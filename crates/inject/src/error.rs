//! Injection Error Types
//!
//! This module provides structured errors using `exn` for automatic location
//! tracking and error tree construction.

use derive_more::{Display, Error};
use f2b_css::error::{Error as StylesheetError, ErrorKind as StylesheetErrorKind};
use std::path::PathBuf;

/// An injection error with automatic location tracking.
pub type Error = exn::Exn<ErrorKind>;
/// Result type alias for injection operations.
pub type Result<T> = std::result::Result<T, Error>;

/// Actionable error categories.
///
/// These describe what the caller should *do*, not what went wrong internally.
#[derive(Debug, Display, Error, Clone, PartialEq, Eq)]
pub enum ErrorKind {
    /// A stylesheet or directory is missing or could not be read.
    #[display("cannot access file: {}", _0.display())]
    FileAccess(#[error(not(source))] PathBuf),
    /// The stylesheet could not be rewritten.
    #[display("cannot rewrite stylesheet: {_0}")]
    Stylesheet(StylesheetErrorKind),
    /// The rewritten stylesheet could not be saved; the content is kept in
    /// the corresponding [`Failure`](crate::Failure).
    #[display("cannot write stylesheet: {}", _0.display())]
    Write(#[error(not(source))] PathBuf),
}

impl ErrorKind {
    /// Convert a stylesheet error into an injection error, keeping the
    /// stylesheet crate's `Exn` frame as a child in the error tree.
    #[track_caller]
    pub fn stylesheet(err: StylesheetError) -> Error {
        let inner = (*err).clone();
        err.raise(ErrorKind::Stylesheet(inner))
    }

    /// Returns `true` if retrying might succeed.
    pub fn is_retryable(&self) -> bool {
        match self {
            Self::FileAccess(_) | Self::Write(_) => true,
            Self::Stylesheet(inner) => inner.is_retryable(),
        }
    }
}
//! Stylesheet Error Types
//!
//! This module provides structured errors using `exn` for automatic location
//! tracking and error tree construction.

use derive_more::{Display, Error};

/// A stylesheet error with automatic location tracking.
pub type Error = exn::Exn<ErrorKind>;
/// Result type alias for stylesheet operations.
pub type Result<T> = std::result::Result<T, Error>;

/// Actionable error categories.
///
/// These describe what the caller should *do*, not what went wrong internally.
#[derive(Debug, Display, Error, Clone, PartialEq, Eq)]
pub enum ErrorKind {
    /// The stylesheet is structurally broken. Don't retry with the same input.
    #[display("malformed stylesheet at {line}:{column}: {reason}")]
    Parse {
        /// 1-based line of the offending construct.
        line: usize,
        /// 1-based column (in characters) of the offending construct.
        column: usize,
        reason: &'static str,
    },
    /// Full-path matching needs the process working directory, which could
    /// not be determined.
    #[display("cannot determine current working directory")]
    WorkingDirectory,
}

impl ErrorKind {
    /// Returns `true` if retrying might succeed.
    pub fn is_retryable(&self) -> bool {
        matches!(self, ErrorKind::WorkingDirectory)
    }
}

> Action item: Would you return the entries exactly as they stand?

> Answer below:
filename crates/inject/src/error.rs
//! Injection Error Types
//!
//! This module provides structured errors using `exn` for automatic location
//! tracking and error tree construction.

use derive_more::{Display, Error};
use f2b_css::error::{Error as StylesheetError, ErrorKind as StylesheetErrorKind};
use std::path::PathBuf;

/// An injection error with automatic location tracking.
pub type Error = exn::Exn<ErrorKind>;
/// Result type alias for injection operations.
pub type Result<T> = std::result::Result<T, Error>;

/// Actionable error categories.
///
/// These describe what the caller should *do*, not what went wrong internally.
#[derive(Debug, Display, Error, Clone, PartialEq, Eq)]
pub enum ErrorKind {
    /// A stylesheet or directory is missing or could not be read.
    #[display("cannot access file: {}", _0.display())]
    FileAccess(#[error(not(source))] PathBuf),
    /// The stylesheet could not be rewritten.
    #[display("cannot rewrite stylesheet: {_0}")]
    Stylesheet(StylesheetErrorKind),
    /// The rewritten stylesheet could not be saved; the content is kept in
    /// the corresponding [`Failure`](crate::Failure).
    #[display("cannot write stylesheet: {}", _0.display())]
    Write(#[error(not(source))] PathBuf),
}

impl ErrorKind {
    /// Convert a stylesheet error into an injection error, keeping the
    /// stylesheet crate's `Exn` frame as a child in the error tree.
    #[track_caller]
    pub fn stylesheet(err: StylesheetError) -> Error {
        let inner = (*err).clone();
        err.raise(ErrorKind::Stylesheet(inner))
    }

    /// Returns `true` if retrying might succeed.
    pub fn is_retryable(&self) -> bool {
        match self {
            Self::FileAccess(_) | Self::Write(_) => true,
            Self::Stylesheet(inner) => inner.is_retryable(),
        }
    }
}
//! Stylesheet Error Types
//!
//! This module provides structured errors using `exn` for automatic location
//! tracking and error tree construction.

use derive_more::{Display, Error};

/// A stylesheet error with automatic location tracking.
pub type Error = exn::Exn<ErrorKind>;
/// Result type alias for stylesheet operations.
pub type Result<T> = std::result::Result<T, Error>;

/// Actionable error categories.
///
/// These describe what the caller should *do*, not what went wrong internally.
#[derive(Debug, Display, Error, Clone, PartialEq, Eq)]
pub enum ErrorKind {
    /// The stylesheet is structurally broken. Don't retry with the same input.
    #[display("malformed stylesheet at {line}:{column}: {reason}")]
    Parse {
        /// 1-based line of the offending construct.
        line: usize,
        /// 1-based column (in characters) of the offending construct.
        column: usize,
        reason: &'static str,
    },
    /// Full-path matching needs the process working directory, which could
    /// not be determined.
    #[display("cannot determine current working directory")]
    WorkingDirectory,
}

impl ErrorKind {
    /// Returns `true` if retrying might succeed.
    pub fn is_retryable(&self) -> bool {
        matches!(self, ErrorKind::WorkingDirectory)
    }
}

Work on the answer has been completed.